DATA EXTRACT:
+ + + + + + +
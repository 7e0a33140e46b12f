pub mod config;
pub mod error;
pub mod models;
pub mod service;
pub mod tasks;

pub use config::{ContentStrategyKind, ServiceConfig};
pub use error::{StudyError, StudyResult};
pub use models::*;
pub use service::{AppState, build_router, create_app};
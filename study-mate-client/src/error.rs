use thiserror::Error;

/// Failures shown to the person using the client. Messages are user-facing.
#[derive(Debug, Error)]
pub enum ClientError {
    #[error("Please upload a PDF file first")]
    NoFileSelected,

    #[error("Please select a valid PDF file")]
    InvalidFile,

    #[error("Please wait until the current study document is ready")]
    GenerationInProgress,

    #[error("Failed to generate study document. Please try again.")]
    GenerationFailed,

    #[error("No study document to download")]
    EmptyContent,

    #[error("Network error: {0}")]
    Network(String),

    /// Non-2xx answer from the PDF export endpoint; `body` is the server's text.
    #[error("Failed to generate PDF: {status} - {body}")]
    ExportFailed { status: u16, body: String },

    #[error("Failed to process PDF response: {0}")]
    ResponseBody(String),

    #[error("Empty PDF file generated")]
    EmptyPdf,

    #[error("Failed to initiate download: {0}")]
    DownloadTrigger(String),
}
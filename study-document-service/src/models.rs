use bytes::Bytes;
use serde::{Deserialize, Serialize};

pub const PDF_MEDIA_TYPE: &str = "application/pdf";

/// A file received in the `pdf` multipart field.
#[derive(Debug, Clone)]
pub struct UploadedFile {
    pub file_name: Option<String>,
    pub media_type: Option<String>,
    pub bytes: Bytes,
}

impl UploadedFile {
    pub fn new(file_name: Option<String>, media_type: Option<String>, bytes: Bytes) -> Self {
        Self {
            file_name,
            media_type,
            bytes,
        }
    }

    pub fn is_pdf(&self) -> bool {
        self.media_type.as_deref() == Some(PDF_MEDIA_TYPE)
    }

    pub fn len(&self) -> usize {
        self.bytes.len()
    }

    pub fn is_empty(&self) -> bool {
        self.bytes.is_empty()
    }
}

#[derive(Debug, Clone, Serialize, Deserialize)]
#[serde(rename_all = "camelCase")]
pub struct StudyDocumentResponse {
    pub study_document: String,
    #[serde(skip_serializing_if = "Option::is_none")]
    pub original_length: Option<usize>,
    #[serde(skip_serializing_if = "Option::is_none")]
    pub original_size: Option<usize>,
    pub processed_at: String,
    #[serde(skip_serializing_if = "Option::is_none")]
    pub processing_method: Option<String>,
    #[serde(skip_serializing_if = "Option::is_none")]
    pub capabilities: Option<Vec<String>>,
}

#[derive(Debug, Serialize, Deserialize)]
pub struct DownloadPdfRequest {
    pub content: String,
}
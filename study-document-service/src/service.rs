use axum::{
    Router,
    extract::{
        DefaultBodyLimit, Multipart, State,
        multipart::MultipartRejection,
        rejection::JsonRejection,
    },
    http::{HeaderValue, Request, StatusCode, header},
    middleware::{Next, from_fn},
    response::{IntoResponse, Json, Response},
    routing::{get, post},
};
use serde_json::{Value, json};
use std::sync::Arc;
use tower_http::{cors::CorsLayer, trace::TraceLayer};
use tracing::{Instrument, error, info, warn};
use uuid::Uuid;

use crate::{
    config::ServiceConfig,
    error::{StudyError, StudyResult},
    models::{DownloadPdfRequest, StudyDocumentResponse, UploadedFile},
    tasks::{ContentStrategy, GeminiClient, PdfRenderer, StudyGenerator},
};

const PDF_FIELD: &str = "pdf";
const CORRELATION_HEADER: &str = "x-correlation-id";

#[derive(Clone)]
pub struct AppState {
    pub strategy: ContentStrategy,
    pub generator: Arc<dyn StudyGenerator>,
    pub renderer: PdfRenderer,
}

impl AppState {
    pub fn from_config(config: &ServiceConfig) -> anyhow::Result<Self> {
        if config.gemini_api_key.is_none() {
            warn!("GEMINI_API_KEY is not set; every generation request will fail");
        }

        let renderer = PdfRenderer::from_config(config)?;
        if !renderer.has_embedded_font() {
            info!("PDF_FONT_PATH not set; exported PDFs use builtin Helvetica (WinAnsi only)");
        }

        Ok(Self {
            strategy: ContentStrategy::from_config(config),
            generator: Arc::new(GeminiClient::from_config(config)),
            renderer,
        })
    }
}

pub fn create_app(config: &ServiceConfig) -> anyhow::Result<Router> {
    Ok(build_router(AppState::from_config(config)?))
}

pub fn build_router(app_state: AppState) -> Router {
    Router::new()
        .route("/", get(root))
        .route("/health", get(health_check))
        .route(
            "/api/generate-study-document",
            post(generate_study_document).get(method_not_allowed),
        )
        .route("/api/download-pdf", post(download_pdf))
        // Uploads are not size limited.
        .layer(DefaultBodyLimit::disable())
        .layer(from_fn(correlation_id_middleware))
        .layer(CorsLayer::permissive())
        .layer(TraceLayer::new_for_http())
        .with_state(app_state)
}

/// Tag every request with a correlation id, in its tracing span and in the response.
async fn correlation_id_middleware(request: Request<axum::body::Body>, next: Next) -> Response {
    let correlation_id = Uuid::new_v4().to_string();
    let span = tracing::info_span!("http_request", correlation_id = %correlation_id);

    let mut response = next.run(request).instrument(span).await;
    if let Ok(value) = HeaderValue::from_str(&correlation_id) {
        response.headers_mut().insert(CORRELATION_HEADER, value);
    }
    response
}

async fn root(State(state): State<AppState>) -> Json<Value> {
    Json(json!({
        "service": "Study Document Service",
        "version": env!("CARGO_PKG_VERSION"),
        "description": "Turns uploaded PDFs into simplified study documents",
        "contentStrategy": format!("{:?}", state.strategy.kind()),
        "endpoints": {
            "POST /api/generate-study-document": "Upload a PDF (multipart field 'pdf') and receive a study document",
            "POST /api/download-pdf": "Render study document text ({\"content\": ...}) as a PDF",
            "GET /health": "Health check"
        }
    }))
}

async fn health_check() -> Json<Value> {
    Json(json!({
        "status": "healthy",
        "timestamp": chrono::Utc::now().to_rfc3339()
    }))
}

async fn method_not_allowed() -> (StatusCode, Json<Value>) {
    (
        StatusCode::METHOD_NOT_ALLOWED,
        Json(json!({ "error": "Method not allowed. Use POST to upload a PDF." })),
    )
}

async fn generate_study_document(
    State(state): State<AppState>,
    multipart: Result<Multipart, MultipartRejection>,
) -> StudyResult<Json<StudyDocumentResponse>> {
    let multipart = multipart.map_err(|e| {
        error!("Error in generate-study-document API: {}", e);
        StudyError::Internal
    })?;

    let file = validate_pdf_upload(read_pdf_field(multipart).await?)?;
    info!(
        "Generating study document for {} ({} bytes, {:?})",
        file.file_name.as_deref().unwrap_or("unnamed upload"),
        file.len(),
        state.strategy.kind()
    );

    let response = state.strategy.generate(file, state.generator.as_ref()).await?;
    Ok(Json(response))
}

/// Return the first `pdf` field of the form, if any.
async fn read_pdf_field(mut multipart: Multipart) -> StudyResult<Option<UploadedFile>> {
    loop {
        let field = multipart.next_field().await.map_err(|e| {
            error!("Failed to read multipart body: {}", e);
            StudyError::Internal
        })?;

        let Some(field) = field else {
            return Ok(None);
        };

        if field.name() != Some(PDF_FIELD) {
            continue;
        }

        let file_name = field.file_name().map(str::to_string);
        let media_type = field.content_type().map(str::to_string);
        let bytes = field.bytes().await.map_err(|e| {
            error!("Failed to read uploaded file: {}", e);
            StudyError::Internal
        })?;

        return Ok(Some(UploadedFile::new(file_name, media_type, bytes)));
    }
}

fn validate_pdf_upload(file: Option<UploadedFile>) -> StudyResult<UploadedFile> {
    let file = file.ok_or(StudyError::MissingFile)?;
    if !file.is_pdf() {
        info!("Rejected upload with media type {:?}", file.media_type);
        return Err(StudyError::NotPdf);
    }
    Ok(file)
}

async fn download_pdf(
    State(state): State<AppState>,
    request: Result<Json<DownloadPdfRequest>, JsonRejection>,
) -> StudyResult<Response> {
    let Json(request) = request.map_err(|e| {
        warn!("Invalid download-pdf request: {}", e);
        StudyError::EmptyContent
    })?;

    if request.content.trim().is_empty() {
        return Err(StudyError::EmptyContent);
    }
    info!("Rendering PDF for {} characters", request.content.len());

    let pdf = tokio::task::spawn_blocking(move || {
        state.renderer.render(&request.content, "Study Document")
    })
    .await
    .map_err(|e| {
        error!("PDF rendering task failed: {}", e);
        StudyError::Render
    })??;

    let disposition = format!(
        "attachment; filename=\"{}\"",
        download_file_name(chrono::Utc::now().date_naive())
    );

    Ok((
        [
            (header::CONTENT_TYPE, "application/pdf".to_string()),
            (header::CONTENT_DISPOSITION, disposition),
        ],
        pdf,
    )
        .into_response())
}

fn download_file_name(date: chrono::NaiveDate) -> String {
    format!("study-document-{}.pdf", date.format("%Y-%m-%d"))
}
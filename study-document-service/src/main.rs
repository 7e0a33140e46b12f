use study_document_service::{ServiceConfig, create_app};
use tokio::net::TcpListener;
use tracing::info;
use tracing_subscriber::{layer::SubscriberExt, util::SubscriberInitExt};

/// Initialize tracing; `LOG_FORMAT=pretty` for development, JSON otherwise.
fn init_tracing() {
    let log_format = std::env::var("LOG_FORMAT").unwrap_or_else(|_| "json".to_string());
    let env_filter = tracing_subscriber::EnvFilter::try_from_default_env()
        .unwrap_or_else(|_| "study_document_service=debug,tower_http=debug".into());

    match log_format.as_str() {
        "pretty" => {
            tracing_subscriber::registry()
                .with(env_filter)
                .with(tracing_subscriber::fmt::layer().pretty())
                .init();
        }
        _ => {
            tracing_subscriber::registry()
                .with(env_filter)
                .with(
                    tracing_subscriber::fmt::layer()
                        .json()
                        .with_target(true)
                        .with_level(true),
                )
                .init();
        }
    }
}

#[tokio::main]
async fn main() -> anyhow::Result<()> {
    init_tracing();

    let config = ServiceConfig::from_env()?;
    let app = create_app(&config)?;

    let listener = TcpListener::bind(format!("0.0.0.0:{}", config.port)).await?;
    let addr = listener.local_addr()?;

    info!("Study Document Service starting on {}", addr);
    info!("Content strategy: {:?}, model: {}", config.strategy, config.model);
    info!("Upload endpoint: POST http://{}/api/generate-study-document", addr);
    info!("Download endpoint: POST http://{}/api/download-pdf", addr);

    axum::serve(listener, app).await?;

    Ok(())
}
+ + + + + + +
TO DO: Would you output, from the records above, exactly the run of lines that starts at the line containing "Request<axum::body::Body>, next: Next)" and ends at the line containing "form, if any.", and only that run?

ANSWER:
async fn correlation_id_middleware(request: Request<axum::body::Body>, next: Next) -> Response {
    let correlation_id = Uuid::new_v4().to_string();
    let span = tracing::info_span!("http_request", correlation_id = %correlation_id);

    let mut response = next.run(request).instrument(span).await;
    if let Ok(value) = HeaderValue::from_str(&correlation_id) {
        response.headers_mut().insert(CORRELATION_HEADER, value);
    }
    response
}

async fn root(State(state): State<AppState>) -> Json<Value> {
    Json(json!({
        "service": "Study Document Service",
        "version": env!("CARGO_PKG_VERSION"),
        "description": "Turns uploaded PDFs into simplified study documents",
        "contentStrategy": format!("{:?}", state.strategy.kind()),
        "endpoints": {
            "POST /api/generate-study-document": "Upload a PDF (multipart field 'pdf') and receive a study document",
            "POST /api/download-pdf": "Render study document text ({\"content\": ...}) as a PDF",
            "GET /health": "Health check"
        }
    }))
}

async fn health_check() -> Json<Value> {
    Json(json!({
        "status": "healthy",
        "timestamp": chrono::Utc::now().to_rfc3339()
    }))
}

async fn method_not_allowed() -> (StatusCode, Json<Value>) {
    (
        StatusCode::METHOD_NOT_ALLOWED,
        Json(json!({ "error": "Method not allowed. Use POST to upload a PDF." })),
    )
}

async fn generate_study_document(
    State(state): State<AppState>,
    multipart: Result<Multipart, MultipartRejection>,
) -> StudyResult<Json<StudyDocumentResponse>> {
    let multipart = multipart.map_err(|e| {
        error!("Error in generate-study-document API: {}", e);
        StudyError::Internal
    })?;

    let file = validate_pdf_upload(read_pdf_field(multipart).await?)?;
    info!(
        "Generating study document for {} ({} bytes, {:?})",
        file.file_name.as_deref().unwrap_or("unnamed upload"),
        file.len(),
        state.strategy.kind()
    );

    let response = state.strategy.generate(file, state.generator.as_ref()).await?;
    Ok(Json(response))
}

/// Return the first `pdf` field of the form, if any.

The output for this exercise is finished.